#### Records for the exercise ####

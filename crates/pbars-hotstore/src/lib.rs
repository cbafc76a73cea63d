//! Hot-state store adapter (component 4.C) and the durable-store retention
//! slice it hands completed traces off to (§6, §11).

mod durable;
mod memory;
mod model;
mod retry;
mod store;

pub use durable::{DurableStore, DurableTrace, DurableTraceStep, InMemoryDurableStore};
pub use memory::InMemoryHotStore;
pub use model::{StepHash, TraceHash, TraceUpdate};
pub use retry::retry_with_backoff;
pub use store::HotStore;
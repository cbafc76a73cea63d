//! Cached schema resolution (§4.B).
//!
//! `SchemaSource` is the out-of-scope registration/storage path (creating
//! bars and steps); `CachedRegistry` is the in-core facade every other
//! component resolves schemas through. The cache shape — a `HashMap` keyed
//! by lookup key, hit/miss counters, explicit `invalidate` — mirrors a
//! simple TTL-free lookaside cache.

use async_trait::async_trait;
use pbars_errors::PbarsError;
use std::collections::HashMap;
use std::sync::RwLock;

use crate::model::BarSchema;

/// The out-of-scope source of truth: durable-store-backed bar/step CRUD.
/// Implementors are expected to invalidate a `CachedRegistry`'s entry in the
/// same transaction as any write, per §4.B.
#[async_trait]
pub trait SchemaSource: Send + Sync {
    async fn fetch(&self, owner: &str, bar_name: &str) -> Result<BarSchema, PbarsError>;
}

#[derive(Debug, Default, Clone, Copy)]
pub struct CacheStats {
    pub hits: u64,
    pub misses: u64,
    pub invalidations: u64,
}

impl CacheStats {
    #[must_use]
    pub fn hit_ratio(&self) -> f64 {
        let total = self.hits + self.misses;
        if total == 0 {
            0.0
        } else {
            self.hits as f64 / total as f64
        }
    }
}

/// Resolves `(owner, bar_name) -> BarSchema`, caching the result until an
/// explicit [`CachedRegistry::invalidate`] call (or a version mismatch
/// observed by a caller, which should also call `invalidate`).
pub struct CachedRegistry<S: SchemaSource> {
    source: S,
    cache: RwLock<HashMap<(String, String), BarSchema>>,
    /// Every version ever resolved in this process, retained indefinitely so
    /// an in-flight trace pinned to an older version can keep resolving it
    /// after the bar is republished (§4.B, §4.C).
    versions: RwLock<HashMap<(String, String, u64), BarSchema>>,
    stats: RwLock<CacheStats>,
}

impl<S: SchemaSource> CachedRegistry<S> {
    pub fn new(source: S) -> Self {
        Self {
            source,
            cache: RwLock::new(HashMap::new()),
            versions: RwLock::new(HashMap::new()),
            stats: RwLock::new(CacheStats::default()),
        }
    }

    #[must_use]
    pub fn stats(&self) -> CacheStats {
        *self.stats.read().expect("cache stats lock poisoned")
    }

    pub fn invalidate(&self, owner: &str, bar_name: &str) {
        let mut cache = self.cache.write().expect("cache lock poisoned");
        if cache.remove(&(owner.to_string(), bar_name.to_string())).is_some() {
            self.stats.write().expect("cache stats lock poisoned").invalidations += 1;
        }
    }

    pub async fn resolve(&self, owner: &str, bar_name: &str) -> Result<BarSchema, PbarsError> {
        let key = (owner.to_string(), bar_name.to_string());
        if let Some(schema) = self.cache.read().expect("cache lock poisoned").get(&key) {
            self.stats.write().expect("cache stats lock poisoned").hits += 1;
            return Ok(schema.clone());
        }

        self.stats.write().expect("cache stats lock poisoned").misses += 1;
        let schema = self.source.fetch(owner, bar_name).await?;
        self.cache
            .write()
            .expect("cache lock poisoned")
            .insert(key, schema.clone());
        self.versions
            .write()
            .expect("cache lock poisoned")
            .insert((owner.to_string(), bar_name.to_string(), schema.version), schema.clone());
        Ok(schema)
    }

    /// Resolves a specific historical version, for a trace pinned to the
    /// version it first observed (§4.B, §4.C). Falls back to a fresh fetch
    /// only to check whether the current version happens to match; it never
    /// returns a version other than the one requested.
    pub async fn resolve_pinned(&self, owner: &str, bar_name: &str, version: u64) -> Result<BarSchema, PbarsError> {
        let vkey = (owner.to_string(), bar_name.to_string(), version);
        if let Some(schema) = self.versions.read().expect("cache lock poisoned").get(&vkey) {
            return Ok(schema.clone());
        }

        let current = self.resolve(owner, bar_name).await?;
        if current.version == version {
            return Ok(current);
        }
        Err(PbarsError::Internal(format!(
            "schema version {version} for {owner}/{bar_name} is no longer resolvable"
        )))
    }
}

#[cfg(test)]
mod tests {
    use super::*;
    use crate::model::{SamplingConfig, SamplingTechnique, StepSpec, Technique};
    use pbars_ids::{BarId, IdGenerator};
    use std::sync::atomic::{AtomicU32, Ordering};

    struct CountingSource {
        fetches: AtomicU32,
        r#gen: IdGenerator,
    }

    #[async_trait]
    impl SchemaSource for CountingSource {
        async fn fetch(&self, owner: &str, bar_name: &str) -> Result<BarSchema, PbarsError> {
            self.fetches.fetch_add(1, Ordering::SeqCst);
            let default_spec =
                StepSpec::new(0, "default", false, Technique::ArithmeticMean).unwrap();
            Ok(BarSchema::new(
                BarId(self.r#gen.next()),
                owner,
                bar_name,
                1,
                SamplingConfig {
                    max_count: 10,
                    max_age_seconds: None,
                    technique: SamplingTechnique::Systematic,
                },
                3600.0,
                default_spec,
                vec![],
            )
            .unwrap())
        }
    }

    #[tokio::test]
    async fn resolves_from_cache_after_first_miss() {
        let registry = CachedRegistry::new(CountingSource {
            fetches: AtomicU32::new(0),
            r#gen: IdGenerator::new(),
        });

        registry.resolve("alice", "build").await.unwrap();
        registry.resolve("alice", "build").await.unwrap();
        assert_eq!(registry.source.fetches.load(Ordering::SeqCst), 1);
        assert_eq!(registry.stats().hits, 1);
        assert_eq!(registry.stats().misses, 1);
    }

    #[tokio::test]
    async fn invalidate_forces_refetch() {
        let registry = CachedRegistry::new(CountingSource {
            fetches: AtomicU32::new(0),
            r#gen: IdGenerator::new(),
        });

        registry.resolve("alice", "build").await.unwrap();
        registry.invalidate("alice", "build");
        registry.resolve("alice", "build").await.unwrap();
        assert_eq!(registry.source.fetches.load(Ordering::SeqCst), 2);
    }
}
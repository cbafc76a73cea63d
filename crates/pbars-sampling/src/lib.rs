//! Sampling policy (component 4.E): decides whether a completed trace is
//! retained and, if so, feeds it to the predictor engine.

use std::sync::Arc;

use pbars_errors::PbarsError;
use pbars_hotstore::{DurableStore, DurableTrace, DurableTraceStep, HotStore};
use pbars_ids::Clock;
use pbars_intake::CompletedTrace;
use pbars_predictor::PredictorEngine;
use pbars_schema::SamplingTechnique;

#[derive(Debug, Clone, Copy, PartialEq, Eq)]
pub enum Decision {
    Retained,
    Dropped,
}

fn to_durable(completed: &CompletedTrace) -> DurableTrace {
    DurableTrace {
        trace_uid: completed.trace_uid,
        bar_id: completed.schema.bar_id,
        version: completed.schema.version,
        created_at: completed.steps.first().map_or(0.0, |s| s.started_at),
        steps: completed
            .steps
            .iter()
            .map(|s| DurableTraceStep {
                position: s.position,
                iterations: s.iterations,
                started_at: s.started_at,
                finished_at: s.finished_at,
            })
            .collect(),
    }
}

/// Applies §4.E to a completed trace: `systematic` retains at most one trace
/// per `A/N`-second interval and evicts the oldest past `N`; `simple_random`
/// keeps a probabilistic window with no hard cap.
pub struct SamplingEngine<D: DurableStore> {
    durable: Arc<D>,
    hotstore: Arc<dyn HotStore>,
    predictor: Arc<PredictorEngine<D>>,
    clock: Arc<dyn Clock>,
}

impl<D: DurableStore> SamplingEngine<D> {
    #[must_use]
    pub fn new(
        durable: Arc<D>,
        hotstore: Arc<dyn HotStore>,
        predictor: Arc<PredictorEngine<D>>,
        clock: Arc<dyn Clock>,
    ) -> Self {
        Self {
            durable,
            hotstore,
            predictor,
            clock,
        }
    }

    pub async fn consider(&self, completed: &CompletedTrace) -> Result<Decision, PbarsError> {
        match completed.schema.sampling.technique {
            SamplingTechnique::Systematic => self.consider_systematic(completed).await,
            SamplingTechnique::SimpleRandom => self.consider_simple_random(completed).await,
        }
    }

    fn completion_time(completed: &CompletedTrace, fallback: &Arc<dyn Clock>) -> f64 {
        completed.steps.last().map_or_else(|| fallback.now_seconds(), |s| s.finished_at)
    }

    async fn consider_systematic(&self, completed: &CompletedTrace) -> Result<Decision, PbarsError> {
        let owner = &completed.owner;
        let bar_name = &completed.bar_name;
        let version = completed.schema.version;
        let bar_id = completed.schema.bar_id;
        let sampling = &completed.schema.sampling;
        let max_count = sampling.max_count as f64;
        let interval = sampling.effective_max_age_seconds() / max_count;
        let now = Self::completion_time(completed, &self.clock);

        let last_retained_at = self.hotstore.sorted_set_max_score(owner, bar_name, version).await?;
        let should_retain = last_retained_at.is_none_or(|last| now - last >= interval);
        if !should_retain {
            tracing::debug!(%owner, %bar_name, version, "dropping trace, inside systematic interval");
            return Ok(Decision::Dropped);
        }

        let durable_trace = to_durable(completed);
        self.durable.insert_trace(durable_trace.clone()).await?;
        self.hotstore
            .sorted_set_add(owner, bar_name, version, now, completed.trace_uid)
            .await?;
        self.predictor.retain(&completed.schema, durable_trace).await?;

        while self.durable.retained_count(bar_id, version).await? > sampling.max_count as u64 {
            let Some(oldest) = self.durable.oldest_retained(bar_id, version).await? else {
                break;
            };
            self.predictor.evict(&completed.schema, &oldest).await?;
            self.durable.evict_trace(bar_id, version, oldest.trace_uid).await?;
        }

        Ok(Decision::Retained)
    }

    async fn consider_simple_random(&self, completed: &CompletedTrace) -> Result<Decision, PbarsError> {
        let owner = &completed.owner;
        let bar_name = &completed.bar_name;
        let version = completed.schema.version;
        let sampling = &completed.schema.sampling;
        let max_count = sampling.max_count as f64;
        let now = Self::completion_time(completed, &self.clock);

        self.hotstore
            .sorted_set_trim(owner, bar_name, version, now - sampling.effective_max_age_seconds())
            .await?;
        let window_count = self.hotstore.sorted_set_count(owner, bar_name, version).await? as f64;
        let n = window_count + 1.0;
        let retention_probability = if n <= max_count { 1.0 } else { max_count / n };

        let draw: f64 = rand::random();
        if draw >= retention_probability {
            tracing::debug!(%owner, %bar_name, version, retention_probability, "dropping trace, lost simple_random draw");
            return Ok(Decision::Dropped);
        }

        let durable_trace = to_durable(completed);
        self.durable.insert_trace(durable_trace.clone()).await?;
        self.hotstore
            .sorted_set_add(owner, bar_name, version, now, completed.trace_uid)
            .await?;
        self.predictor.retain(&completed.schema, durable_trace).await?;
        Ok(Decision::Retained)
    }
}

####

§ Work instructions: When a line in the data contains "model", return it as written.

§ Result of the task:
mod model;
pub use model::{StepHash, TraceHash, TraceUpdate};
use crate::model::BarSchema;
    use crate::model::{SamplingConfig, SamplingTechnique, StepSpec, Technique};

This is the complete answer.